Ace uses his teleport powers once Doom retreats, and the reader is treated to a splash page of Paul Stanley's crotch to heighten the drama.

At this point, KISS have several transdimensional adventures. For example, Gene Simmons and his carnivorous shoes battle Mephisto and his undead groupies..



...Peter Criss almost diddles a furry in space...



...and the guys run afoul of one of Latveria's most heinous traps, the stone hummer.

The comic ends with Paul Stanley using his newfound psychic powers to defeat Dr. Doom not with a giant psionic Telecaster, but with memories of crappy childhood. Also, this marks the 500th appearance of the word "admonition" in this comic's pages.

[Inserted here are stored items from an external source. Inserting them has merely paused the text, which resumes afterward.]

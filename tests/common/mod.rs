//! Shared fakes for the integration tests: an in-memory Google workspace and
//! scripted credential collaborators.
#![allow(dead_code)]

use std::collections::HashMap;
use std::sync::atomic::{AtomicUsize, Ordering};
use std::sync::Arc;

use async_trait::async_trait;
use chrono::{Duration, Utc};
use parking_lot::Mutex;
use serde_json::{json, Value};

use gsheets_mcp::auth::credential::CREDENTIAL_SCHEMA_VERSION;
use gsheets_mcp::auth::{ConsentFlow, Credential, CredentialSource, TokenRefresher, SCOPES};
use gsheets_mcp::error::{AuthError, Error, RemoteError};
use gsheets_mcp::google::{RemoteBackend, RemoteOp};
use gsheets_mcp::mcp::tools::ToolRegistry;
use gsheets_mcp::mcp::McpService;

pub fn credential(access_token: &str, expires_in_secs: i64) -> Credential {
    Credential {
        version: CREDENTIAL_SCHEMA_VERSION,
        access_token: access_token.to_string(),
        refresh_token: Some("1//refresh".to_string()),
        expiry: Utc::now() + Duration::seconds(expires_in_secs),
        scopes: SCOPES.iter().map(|s| s.to_string()).collect(),
        token_uri: "https://oauth2.googleapis.com/token".to_string(),
        client_id: Some("client-id".to_string()),
        client_secret: Some("client-secret".to_string()),
    }
}

// =============================================================================
// Credential fakes
// =============================================================================

/// Hands out the same credential every time and counts the calls.
pub struct StaticCredentials {
    credential: Credential,
    pub calls: AtomicUsize,
}

impl StaticCredentials {
    pub fn new(credential: Credential) -> Self {
        Self {
            credential,
            calls: AtomicUsize::new(0),
        }
    }
}

#[async_trait]
impl CredentialSource for StaticCredentials {
    async fn acquire(&self) -> Result<Credential, Error> {
        self.calls.fetch_add(1, Ordering::SeqCst);
        Ok(self.credential.clone())
    }
}

/// Always fails as if the user closed the consent page.
pub struct DeniedCredentials;

#[async_trait]
impl CredentialSource for DeniedCredentials {
    async fn acquire(&self) -> Result<Credential, Error> {
        Err(AuthError::ConsentDenied("access_denied".to_string()).into())
    }
}

pub struct CountingRefresher {
    pub calls: AtomicUsize,
    fail: bool,
}

impl CountingRefresher {
    pub fn succeeding() -> Self {
        Self {
            calls: AtomicUsize::new(0),
            fail: false,
        }
    }

    pub fn failing() -> Self {
        Self {
            calls: AtomicUsize::new(0),
            fail: true,
        }
    }

    pub fn count(&self) -> usize {
        self.calls.load(Ordering::SeqCst)
    }
}

#[async_trait]
impl TokenRefresher for CountingRefresher {
    async fn refresh(&self, stored: &Credential) -> Result<Credential, AuthError> {
        self.calls.fetch_add(1, Ordering::SeqCst);
        if self.fail {
            return Err(AuthError::TokenExchange(
                "invalid_grant: Token has been expired or revoked.".to_string(),
            ));
        }
        let mut next = stored.clone();
        next.access_token = "ya29.refreshed".to_string();
        next.expiry = Utc::now() + Duration::seconds(3600);
        Ok(next)
    }
}

pub struct CountingFlow {
    pub calls: AtomicUsize,
    pub scopes_seen: Mutex<Vec<String>>,
}

impl CountingFlow {
    pub fn new() -> Self {
        Self {
            calls: AtomicUsize::new(0),
            scopes_seen: Mutex::new(Vec::new()),
        }
    }

    pub fn count(&self) -> usize {
        self.calls.load(Ordering::SeqCst)
    }
}

#[async_trait]
impl ConsentFlow for CountingFlow {
    async fn obtain(&self, scopes: &[&str]) -> Result<Credential, AuthError> {
        self.calls.fetch_add(1, Ordering::SeqCst);
        *self.scopes_seen.lock() = scopes.iter().map(|s| s.to_string()).collect();
        Ok(credential("ya29.consented", 3600))
    }
}

// =============================================================================
// In-memory workspace
// =============================================================================

const DEFAULT_SHEET: &str = "Sheet1";

#[derive(Debug, Default)]
struct Spreadsheet {
    title: String,
    sheets: HashMap<String, Vec<Vec<Value>>>,
}

#[derive(Debug, Clone)]
pub struct FakeForm {
    pub id: String,
    pub title: String,
    pub description: Option<String>,
}

#[derive(Debug, Default)]
struct State {
    order: Vec<String>,
    spreadsheets: HashMap<String, Spreadsheet>,
    forms: Vec<FakeForm>,
    ops: Vec<RemoteOp>,
    tokens: Vec<String>,
}

/// A1-range backed fake of Sheets, Forms and Drive.
#[derive(Default)]
pub struct FakeWorkspace {
    state: Mutex<State>,
}

/// Zero-based cell bounds parsed from A1 notation.
#[derive(Debug, Clone, Copy)]
struct Bounds {
    row: usize,
    col: usize,
    end_row: Option<usize>,
    end_col: Option<usize>,
}

impl FakeWorkspace {
    pub fn new() -> Self {
        Self::default()
    }

    /// Create a spreadsheet directly, bypassing the tools.
    pub fn add_spreadsheet(&self, id: &str, title: &str) {
        let mut state = self.state.lock();
        insert_spreadsheet(&mut state, id.to_string(), title.to_string());
    }

    pub fn ops(&self) -> Vec<RemoteOp> {
        self.state.lock().ops.clone()
    }

    pub fn tokens(&self) -> Vec<String> {
        self.state.lock().tokens.clone()
    }

    pub fn forms(&self) -> Vec<FakeForm> {
        self.state.lock().forms.clone()
    }

    pub fn spreadsheet_title(&self, id: &str) -> Option<String> {
        self.state
            .lock()
            .spreadsheets
            .get(id)
            .map(|book| book.title.clone())
    }

    fn apply(state: &mut State, op: &RemoteOp) -> Result<Value, RemoteError> {
        match op {
            RemoteOp::ListSpreadsheets { page_size } => {
                let files: Vec<Value> = state
                    .order
                    .iter()
                    .take(*page_size as usize)
                    .filter_map(|id| state.spreadsheets.get(id).map(|book| (id, book)))
                    .map(|(id, book)| {
                        json!({
                            "id": id,
                            "name": book.title,
                            "webViewLink": format!("https://docs.google.com/spreadsheets/d/{}/edit", id)
                        })
                    })
                    .collect();
                Ok(json!({ "files": files }))
            }
            RemoteOp::GetValues {
                spreadsheet_id,
                range,
            } => {
                let (sheet, bounds) = parse_range(range)?;
                let grid = sheet_mut(state, spreadsheet_id, &sheet)?;
                let values = read_grid(grid, bounds);
                if values.is_empty() {
                    Ok(json!({ "range": range, "majorDimension": "ROWS" }))
                } else {
                    Ok(json!({ "range": range, "majorDimension": "ROWS", "values": values }))
                }
            }
            RemoteOp::UpdateValues {
                spreadsheet_id,
                range,
                values,
            } => {
                let (sheet, bounds) = parse_range(range)?;
                let grid = sheet_mut(state, spreadsheet_id, &sheet)?;
                let cells = write_grid(grid, bounds.row, bounds.col, values);
                Ok(json!({ "spreadsheetId": spreadsheet_id, "updatedRange": range, "updatedCells": cells }))
            }
            RemoteOp::AppendValues {
                spreadsheet_id,
                range,
                values,
            } => {
                let (sheet, bounds) = parse_range(range)?;
                let grid = sheet_mut(state, spreadsheet_id, &sheet)?;
                let next_row = last_used_row(grid).map_or(bounds.row, |last| (last + 1).max(bounds.row));
                let cells = write_grid(grid, next_row, bounds.col, values);
                Ok(json!({
                    "spreadsheetId": spreadsheet_id,
                    "updates": { "updatedRange": range, "updatedCells": cells }
                }))
            }
            RemoteOp::CreateSpreadsheet { title } => {
                let id = uuid::Uuid::new_v4().simple().to_string();
                insert_spreadsheet(state, id.clone(), title.clone());
                Ok(json!({
                    "spreadsheetId": id,
                    "properties": { "title": title },
                    "spreadsheetUrl": format!("https://docs.google.com/spreadsheets/d/{}/edit", id)
                }))
            }
            RemoteOp::CreateForm { title, description } => {
                let id = uuid::Uuid::new_v4().simple().to_string();
                state.forms.push(FakeForm {
                    id: id.clone(),
                    title: title.clone(),
                    description: description.clone(),
                });
                Ok(json!({
                    "formId": id,
                    "info": { "title": title, "documentTitle": title },
                    "responderUri": format!("https://docs.google.com/forms/d/e/{}/viewform", id)
                }))
            }
        }
    }
}

#[async_trait]
impl RemoteBackend for FakeWorkspace {
    async fn execute(&self, credential: &Credential, op: &RemoteOp) -> Result<Value, RemoteError> {
        let mut state = self.state.lock();
        state.ops.push(op.clone());
        state.tokens.push(credential.access_token.clone());
        Self::apply(&mut state, op)
    }
}

fn insert_spreadsheet(state: &mut State, id: String, title: String) {
    let mut sheets = HashMap::new();
    sheets.insert(DEFAULT_SHEET.to_string(), Vec::new());
    state.order.push(id.clone());
    state.spreadsheets.insert(id, Spreadsheet { title, sheets });
}

fn not_found() -> RemoteError {
    RemoteError::Api {
        service: "Sheets",
        status: 404,
        message: "Requested entity was not found.".to_string(),
    }
}

fn bad_range(range: &str) -> RemoteError {
    RemoteError::Api {
        service: "Sheets",
        status: 400,
        message: format!("Unable to parse range: {}", range),
    }
}

fn sheet_mut<'a>(
    state: &'a mut State,
    spreadsheet_id: &str,
    sheet: &str,
) -> Result<&'a mut Vec<Vec<Value>>, RemoteError> {
    let book = state
        .spreadsheets
        .get_mut(spreadsheet_id)
        .ok_or_else(not_found)?;
    book.sheets
        .get_mut(sheet)
        .ok_or_else(|| bad_range(sheet))
}

fn parse_range(range: &str) -> Result<(String, Bounds), RemoteError> {
    let (sheet, cells) = match range.split_once('!') {
        Some((sheet, cells)) => (sheet.trim_matches('\''), Some(cells)),
        // A bare name like "Sheet1" is a sheet; "A1:B2" is a block on the first sheet.
        None if range.contains(':') => (DEFAULT_SHEET, Some(range)),
        None => (range, None),
    };

    let whole = Bounds {
        row: 0,
        col: 0,
        end_row: None,
        end_col: None,
    };
    let bounds = match cells {
        None => whole,
        Some(cells) => {
            let (start, end) = match cells.split_once(':') {
                Some((start, end)) => (start, Some(end)),
                None => (cells, None),
            };
            let (col, row) = parse_cell(start).ok_or_else(|| bad_range(range))?;
            let (end_col, end_row) = match end {
                Some(end) => {
                    let (c, r) = parse_cell(end).ok_or_else(|| bad_range(range))?;
                    (Some(c), Some(r))
                }
                None => (Some(col), Some(row)),
            };
            Bounds {
                row,
                col,
                end_row,
                end_col,
            }
        }
    };
    Ok((sheet.to_string(), bounds))
}

/// `B3` → (1, 2).
fn parse_cell(cell: &str) -> Option<(usize, usize)> {
    let letters: String = cell.chars().take_while(|c| c.is_ascii_alphabetic()).collect();
    let digits = &cell[letters.len()..];
    if letters.is_empty() || digits.is_empty() {
        return None;
    }
    let col = letters
        .to_ascii_uppercase()
        .bytes()
        .fold(0usize, |acc, b| acc * 26 + (b - b'A' + 1) as usize);
    let row: usize = digits.parse().ok()?;
    if row == 0 {
        return None;
    }
    Some((col - 1, row - 1))
}

fn is_blank(cell: &Value) -> bool {
    match cell {
        Value::Null => true,
        Value::String(text) => text.is_empty(),
        _ => false,
    }
}

fn last_used_row(grid: &[Vec<Value>]) -> Option<usize> {
    grid.iter()
        .rposition(|row| row.iter().any(|cell| !is_blank(cell)))
}

fn write_grid(grid: &mut Vec<Vec<Value>>, row: usize, col: usize, values: &[Vec<Value>]) -> usize {
    let mut cells = 0;
    for (r, source) in values.iter().enumerate() {
        let target_row = row + r;
        if grid.len() <= target_row {
            grid.resize(target_row + 1, Vec::new());
        }
        let target = &mut grid[target_row];
        for (c, cell) in source.iter().enumerate() {
            let target_col = col + c;
            if target.len() <= target_col {
                target.resize(target_col + 1, Value::Null);
            }
            target[target_col] = cell.clone();
            cells += 1;
        }
    }
    cells
}

/// Sheets drops trailing blank cells and rows; interior blanks read as "".
fn read_grid(grid: &[Vec<Value>], bounds: Bounds) -> Vec<Vec<Value>> {
    let end_row = bounds
        .end_row
        .map_or(grid.len(), |end| (end + 1).min(grid.len()));
    let mut rows: Vec<Vec<Value>> = (bounds.row..end_row)
        .map(|r| {
            let row = &grid[r];
            let end_col = bounds
                .end_col
                .map_or(row.len(), |end| (end + 1).min(row.len()));
            let mut cells: Vec<Value> = if bounds.col < end_col {
                row[bounds.col..end_col].to_vec()
            } else {
                Vec::new()
            };
            while cells.last().map_or(false, is_blank) {
                cells.pop();
            }
            cells
                .into_iter()
                .map(|cell| if cell.is_null() { json!("") } else { cell })
                .collect()
        })
        .collect();
    while rows.last().map_or(false, |row| row.is_empty()) {
        rows.pop();
    }
    rows
}

// =============================================================================
// Wiring helpers
// =============================================================================

pub fn registry_with(
    credentials: Arc<dyn CredentialSource>,
    workspace: Arc<FakeWorkspace>,
) -> ToolRegistry {
    ToolRegistry::new(credentials, workspace)
}

pub fn fake_service() -> (McpService, Arc<FakeWorkspace>) {
    let workspace = Arc::new(FakeWorkspace::new());
    let credentials = Arc::new(StaticCredentials::new(credential("ya29.static", 3600)));
    let service = McpService::new(ToolRegistry::new(credentials, workspace.clone()));
    (service, workspace)
}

So yeah, we live in a world in which it's still somewhat au courant for comics to be hardcore. Women are in refrigerators and ex-heroin junkie superheroes are relapsing and saving dead cats. In the face of all this faux-angst, the most rock-and-roll thing you can do is be 100% stone-faced sincere and not have intercourse with that cat alien, despite the fact that you've spent most of your career inventing new forms of hedonism.